The world breathed a sigh of relief. Nuclear war no longer seemed like an
immediate threat. In the United Kingdom,
Irish republicans bombed shopping centres and banks across in England. In Belfast, a civil war raged between
paramilitary terrorist organisations and the authorities of both sides. The bombs were different and as the little
boy grew into an awkward teenager, he didn’t worry too much about them.
***
On September 11th 2001, Edward Sun was working in
a munitions factory building parts for the Queen’s personal jet when the news
broke. Nobody paid much attention when
the newscaster’s voice crackled over the speaker. A plane had flown into a New York
skyscraper. Details were scarce at the
time and his Mind’s Eye he imagined a little single prop light aircraft.
Gradually the provincial radio DJ began to play more sedate,
melancholic music as the extent of the Al Queda attack on the Twin Towers in
New York emerged. The news then came in
that a second aircraft had followed, which began to ring alarm bells. He decided to forego the promised over time
he had booked in to get home and watch the news on television as it came
in. His co-workers sneered at him for
being so earnest as he left but he was excited by the news; it seemed like
something important was happening.
When he got home the television were pictures looked
apocalyptic, huge plumes of heavy dust laden smoke stretching up into the sky. It was surreal. He felt enthusiastic about engaging with the
drama unfolding; they’d even managed to hit the Pentagon. Even though it was happening in a land far,
far away he knew enough to know that the repercussions and went to bed that
night a little drunk and half suspecting that the United States would drop a
nuclear bomb somewhere that night.
The terrorist plan had been ingenious. Their approach to death was chillingly practical. Fly a plane into a building and kill three
thousand people. Their fatal commitment
to religion lethally more so.
A new war had
seemingly begun but it still seemed remote.
The newspapers, television commentators and politicians all seemed to
stress the great severity of what had happened.
World leaders expressed condemnation and promised vengeance but as time
marched on it started to ring a little hollow; there would be no turning point
just a slow, bloody pursuit of those responsible that would in the process
claim the lives of many innocent people until Western pride could be restored.
The same leaders conspired to use the whole affair as a
shameless opportunity to preach fear and remove the odd dictator or two for
economic gain until nobody – except the devout, insane and blindly patriotic -
quite knew which side of good and bad they lived on.

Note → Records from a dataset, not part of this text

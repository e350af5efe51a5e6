//! HTML renderer: one embedded template, no external assets. The template name
//! ends in `.html`, so minijinja escapes every interpolated value.

use minijinja::{context, Environment};

use crate::{ReportError, ReportModel};

static TEMPLATE: &str = r#"<!doctype html>
<html lang="en"><meta charset="utf-8">
<title>{{ m.cover.title }} ({{ m.integrity.result_id }})</title>
<h1>{{ m.cover.title }}</h1>
<p>Source: {{ m.cover.source }}. Policies: {{ m.cover.policies | join(", ") }}.
{% if m.cover.exclude_unlikely %}Parcels unlikely to redevelop are excluded.{% else %}All eligible parcels are counted.{% endif %}</p>

<h2>Totals</h2>
<table>
  <tr><th>Parcels</th><td>{{ m.totals.parcels }}</td></tr>
  <tr><th>Potential units</th><td>{{ m.totals.units }}</td></tr>
  <tr><th>Units under current zoning</th><td>{{ m.totals.baseline_units }}</td></tr>
  <tr><th>Additional units</th><td>{{ m.totals.additional_units }}</td></tr>
  <tr><th>Acres</th><td>{{ m.totals.acres }}</td></tr>
</table>

{% for section in [["By policy group", m.groups], ["By density tier", m.tiers]] %}
<h2>{{ section[0] }}</h2>
<table>
  <tr><th></th><th>Parcels</th><th>Units</th><th>Acres</th></tr>
  {% for r in section[1] %}<tr><td>{{ r.name }}</td><td>{{ r.parcels }}</td><td>{{ r.units }}</td><td>{{ r.acres }}</td></tr>
  {% endfor %}
</table>
{% endfor %}

<h2>Policy passes</h2>
{% for p in m.passes %}
<h3>{{ p.policy }}</h3>
<p>Candidates {{ p.candidates }}, qualified {{ p.qualified }}, excluded {{ p.excluded }}, won {{ p.won }}.</p>
<ul>{% for r in p.rings %}<li>{{ r.name }}: {{ r.parcels }} parcels, {{ r.units }} units</li>{% endfor %}</ul>
{% endfor %}

{% if m.warnings %}
<h2>Input warnings</h2>
<ul>{% for w in m.warnings %}<li>{{ w }}</li>{% endfor %}</ul>
{% endif %}

<h2>Integrity</h2>
<p>Result {{ m.integrity.result_id }}</p>
<p>Parcels sha256 {{ m.integrity.parcels_sha256 }}; policies sha256 {{ m.integrity.policies_sha256 }}</p>
<p>Engine {{ m.integrity.engine }}</p>
</html>
"#;

pub fn render_html(model: &ReportModel) -> Result<String, ReportError> {
    let mut env = Environment::new();
    env.add_template("report.html", TEMPLATE)
        .map_err(|e| ReportError::Template(format!("add_template: {e}")))?;
    let tmpl = env
        .get_template("report.html")
        .map_err(|e| ReportError::Template(format!("get_template: {e}")))?;
    tmpl.render(context! { m => model })
        .map_err(|e| ReportError::Template(format!("render_html: {e}")))
}
//! LOAD stage: inputs from disk plus derived parcel attributes.

use std::path::Path;

use tracing::debug;

use uz_algo::{classify_owner_type, classify_property_type};
use uz_core::parcel::Parcel;
use uz_io::loader::{self, LoadedContext};

use crate::PipelineError;

/// Fill `owner_type` from `owner_name` and `property_type` from `property_class`
/// when upstream left them empty. Returns how many parcels were touched.
pub fn enrich_parcels(parcels: &mut [Parcel]) -> usize {
    let mut touched = 0;
    for p in parcels.iter_mut() {
        let mut changed = false;
        if p.owner_type.is_none() {
            if let Some(name) = p.owner_name.as_deref() {
                p.owner_type = Some(classify_owner_type(name));
                changed = true;
            }
        }
        if p.property_type.is_none() {
            if let Some(class) = p.property_class.as_deref() {
                p.property_type = Some(classify_property_type(class).as_str().to_string());
                changed = true;
            }
        }
        touched += usize::from(changed);
    }
    debug!(touched, "parcel attributes derived");
    touched
}

pub fn load_from_manifest(path: &Path) -> Result<LoadedContext, PipelineError> {
    Ok(loader::load_all_from_manifest(path)?)
}

pub fn load_from_paths(parcels: &Path, policies: &Path) -> Result<LoadedContext, PipelineError> {
    Ok(loader::load_all(parcels, policies)?)
}

#[cfg(test)]
mod tests {
    use super::*;
    use uz_core::parcel::OwnerType;

    #[test]
    fn derives_missing_attributes_only() {
        let mut a = Parcel::new("A".parse().unwrap());
        a.owner_name = Some("Denver Public Schools".into());
        a.property_class = Some("VACANT LAND".into());
        let mut b = Parcel::new("B".parse().unwrap());
        b.owner_name = Some("City and County of Denver".into());
        b.owner_type = Some(OwnerType::Private);
        let c = Parcel::new("C".parse().unwrap());

        let mut ps = vec![a, b, c];
        assert_eq!(enrich_parcels(&mut ps), 1);
        assert_eq!(ps[0].owner_type, Some(OwnerType::School));
        assert_eq!(ps[0].property_type.as_deref(), Some("vacant"));
        assert_eq!(ps[1].owner_type, Some(OwnerType::Private));
        assert_eq!(ps[2].owner_type, None);
    }
}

Edward Sun found himself living in a strange world. He had grown to become awkwardly gregarious
by nature, serious and intellectual.
Hugely driven but with a capacity for self-destructive idiocy; he
sneered at his peer’s sense of fun, particularly in pleasure derived from
creative pursuit other than that that he derived from his own inexplicable
global view. He thought that tortured
artists were self-indulgent but justified his own self-indulgences as a
necessary part of his creative process. His
deep introspection led him to troubling guilt over the contradictions in his
high self-minded value system.
It was a gamble. If he
delivered, it would all be worthwhile.
If he didn’t then he’d be a
fraud, a failure or dead. There was no
rational line of mediation between the two.
The battle lines were drawn indelibly in his psychology.
One man and his guitar can change the world.